Listening to Favorite Songs Boosts Cognitive Performance in Alzheimer’s Patients
Listening to music has long been known to benefit Alzheimer’s patients. It can be calming, help with behavioral issues, and even allow patients with advanced disease to briefly remember something. Could it also help improve brain health? A new study says it might, if the music is special to the listener.
A team of researchers at the University of Toronto studied the impacts music could have on the brain and cognitive performance of those with mild cognitive impairment or early Alzheimer’s. They found that long-familiar tunes were linked with beneficial brain plasticity and improved results on neuropsychological tests relating to memory. The findings were published in the Journal of Alzheimer’s Disease.

Michael Thaut, senior author and director of U of T’s Music and Health Science Research Collaboratory, says, “We have new brain-based evidence that autobiographically salient music – that is, music that holds special meaning for a person, like the song they danced to at their wedding – stimulates neural connectivity in ways that help maintain higher levels of functioning.”
The team measured such music’s effects on 14 people – six musicians and eight non-musicians. Each participant listened to a curated playlist of long-familiar songs that were meaningful to them for one hour each day over three weeks. Before and after the listening period, the participants underwent structural and task-based functional MRI. During the scans, they listened to clips of the familiar songs, as well as new music that was similar in style but held no deeper meaning for them.
With new music, brain activity was primarily observed in the auditory cortex. However, when participants listened to long-familiar songs, there was significant activity in the prefrontal cortex, where deep cognitive processes occur. Engagement was also seen in brain regions that are not typically impacted strongly by Alzheimer’s. There were notable differences in the brain’s connections and white matter, as well, which the team says is a sign of neuroplasticity.

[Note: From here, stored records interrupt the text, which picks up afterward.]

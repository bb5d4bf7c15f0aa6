//! Catalog backed by an in-memory snapshot, typically loaded from a JSON file.

use crate::core::provider::CatalogProvider;
use crate::models::error::SError;
use crate::models::mod_dto::{CatalogMod, CatalogVersion, Category, ModDetail, Sorting};
use async_trait::async_trait;
use camino::Utf8Path;
use parking_lot::Mutex;
use serde::{Deserialize, Serialize};
use std::collections::{BTreeSet, HashMap};
use std::fs::File;
use tracing::{debug, info};

#[derive(Serialize, Deserialize, Clone, Debug, PartialEq)]
pub struct CatalogEntry {
    #[serde(flatten)]
    pub summary: CatalogMod,
    #[serde(default)]
    pub description: String,
    #[serde(default)]
    pub license: String,
    #[serde(default)]
    pub versions: Vec<CatalogVersion>,
}

#[derive(Serialize, Deserialize, Clone, Debug, Default)]
pub struct CatalogSnapshot {
    pub name: String,
    #[serde(default)]
    pub mods: Vec<CatalogEntry>,
}

pub struct StaticCatalog {
    name: String,
    entries: Vec<CatalogEntry>,
    category_cache: Mutex<HashMap<String, Vec<CatalogMod>>>,
}

impl StaticCatalog {
    pub fn new(name: impl Into<String>, entries: Vec<CatalogEntry>) -> Self {
        Self {
            name: name.into(),
            entries,
            category_cache: Mutex::new(HashMap::new()),
        }
    }

    pub fn from_snapshot(snapshot: CatalogSnapshot) -> Self {
        Self::new(snapshot.name, snapshot.mods)
    }

    pub fn load(path: &Utf8Path) -> Result<Self, SError> {
        let snapshot: CatalogSnapshot = serde_json::from_reader(File::open(path)?)
            .map_err(|e| SError::invalid_response(format!("bad catalog snapshot {path}"), Some(e.to_string())))?;
        info!(catalog = %snapshot.name, mods = snapshot.mods.len(), "catalog snapshot loaded");
        Ok(Self::from_snapshot(snapshot))
    }

    fn find(&self, catalog_id: &str) -> Result<&CatalogEntry, SError> {
        self.entries
            .iter()
            .find(|e| e.summary.id == catalog_id || e.summary.slug == catalog_id)
            .ok_or_else(|| SError::invalid_response(format!("{catalog_id} is not in {}", self.name), None))
    }

    fn page<'a>(mods: impl Iterator<Item = &'a CatalogEntry>, page: usize, limit: usize) -> Vec<CatalogMod> {
        mods.skip(page.saturating_mul(limit))
            .take(limit)
            .map(|e| e.summary.clone())
            .collect()
    }
}

fn matches_query(entry: &CatalogEntry, query: &str) -> bool {
    let query = query.trim().to_lowercase();
    if query.is_empty() {
        return true;
    }
    let summary = &entry.summary;
    [&summary.name, &summary.slug, &summary.short_description]
        .iter()
        .any(|field| field.to_lowercase().contains(&query))
}

#[async_trait]
impl CatalogProvider for StaticCatalog {
    fn name(&self) -> &str {
        &self.name
    }

    async fn search(&self, query: &str, page: usize, limit: usize) -> Result<Vec<CatalogMod>, SError> {
        debug!(catalog = %self.name, query, page, limit, "searching catalog");
        Ok(Self::page(
            self.entries.iter().filter(|e| matches_query(e, query)),
            page,
            limit,
        ))
    }

    async fn versions_for_mod(&self, catalog_id: &str) -> Result<Vec<CatalogVersion>, SError> {
        Ok(self.find(catalog_id)?.versions.clone())
    }

    async fn categories(&self) -> Result<Vec<Category>, SError> {
        let ids: BTreeSet<&String> = self
            .entries
            .iter()
            .flat_map(|e| e.summary.categories.iter())
            .collect();
        Ok(ids.into_iter().map(|id| Category { id: id.clone() }).collect())
    }

    async fn mods_by_category(
        &self,
        category: &Category,
        page: usize,
        limit: usize,
    ) -> Result<Vec<CatalogMod>, SError> {
        let key = format!("{}|{}|{}", category.id, page, limit);
        if let Some(cached) = self.category_cache.lock().get(&key) {
            return Ok(cached.clone());
        }

        let listed = Self::page(
            self.entries
                .iter()
                .filter(|e| e.summary.categories.contains(&category.id)),
            page,
            limit,
        );
        self.category_cache.lock().insert(key, listed.clone());
        Ok(listed)
    }

    async fn mods_sorted(
        &self,
        sorting: Sorting,
        page: usize,
        limit: usize,
    ) -> Result<Vec<CatalogMod>, SError> {
        let mut sorted: Vec<&CatalogEntry> = self.entries.iter().collect();
        match sorting {
            Sorting::Relevance => {}
            Sorting::Downloads => sorted.sort_by(|a, b| b.summary.downloads.cmp(&a.summary.downloads)),
            Sorting::Updated => sorted.sort_by(|a, b| b.summary.updated.cmp(&a.summary.updated)),
            Sorting::Newest => sorted.sort_by(|a, b| b.summary.published.cmp(&a.summary.published)),
        }
        Ok(Self::page(sorted.into_iter(), page, limit))
    }

    async fn mod_detail(&self, catalog_id: &str) -> Result<ModDetail, SError> {
        let entry = self.find(catalog_id)?;
        Ok(ModDetail {
            summary: entry.summary.clone(),
            description: entry.description.clone(),
            license: entry.license.clone(),
            categories: entry
                .summary
                .categories
                .iter()
                .map(|id| Category { id: id.clone() })
                .collect(),
        })
    }
}
// src/core/registry.rs
use crate::models::error::SError;
use crate::models::state::{ModState, ModStateEntry};
use crate::utils::toml::Toml;
use camino::Utf8Path;
use parking_lot::Mutex;
use serde::{Deserialize, Serialize};
use tracing::debug;

/// Last known state of every mod, keyed by either its local or catalog id.
#[derive(Debug, Default)]
pub struct ModStateRegistry {
    // remove-then-insert has to happen under one lock
    entries: Mutex<Vec<ModStateEntry>>,
}

#[derive(Serialize, Deserialize, Default)]
struct StateSnapshot {
    entries: Vec<ModStateEntry>,
}

impl ModStateRegistry {
    pub fn new() -> Self {
        Self::default()
    }

    /// Replaces every entry that shares either id with a single new one.
    pub fn set(&self, local_id: &str, catalog_id: &str, state: ModState) {
        let mut entries = self.entries.lock();
        entries.retain(|e| e.local_id != local_id && e.catalog_id != catalog_id);
        entries.push(ModStateEntry {
            local_id: local_id.to_string(),
            catalog_id: catalog_id.to_string(),
            state,
        });
        debug!(local_id, catalog_id, ?state, "mod state updated");
    }

    /// Never-seen ids report `Downloadable`, the state of a mod before install.
    pub fn get(&self, id: &str) -> ModState {
        self.entries
            .lock()
            .iter()
            .find(|e| e.matches(id))
            .map(|e| e.state)
            .unwrap_or(ModState::Downloadable)
    }

    pub fn entry(&self, id: &str) -> Option<ModStateEntry> {
        self.entries.lock().iter().find(|e| e.matches(id)).cloned()
    }

    pub fn entries(&self) -> Vec<ModStateEntry> {
        self.entries.lock().clone()
    }

    pub fn len(&self) -> usize {
        self.entries.lock().len()
    }

    pub fn is_empty(&self) -> bool {
        self.entries.lock().is_empty()
    }

    pub fn clear(&self) {
        self.entries.lock().clear();
    }

    pub fn save(&self, path: &Utf8Path) -> Result<(), SError> {
        Toml::write(
            path,
            &StateSnapshot {
                entries: self.entries(),
            },
        )
    }

    pub fn load(path: &Utf8Path) -> Result<Self, SError> {
        let snapshot: StateSnapshot = Toml::read(path)?;
        Ok(Self {
            entries: Mutex::new(snapshot.entries),
        })
    }
}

Another notable observation was that there were slight differences in brain changes between the musicians and the non-musicians. However, the team says more research is needed to confirm these differences.
Regardless of a person’s background with creating music themselves, all participants demonstrated improved cognition.
Thaut says, “Typically, it’s very difficult to show positive brain changes in Alzheimer’s patients. These preliminary yet encouraging results show improvement in the integrity of the brain, opening the door to further research on therapeutic applications of music for people with dementia – musicians and non-musicians alike.”

If further studies confirm these findings, the researchers say listening to meaningful music may prove to be an affordable and easily administered treatment for those in early cognitive decline.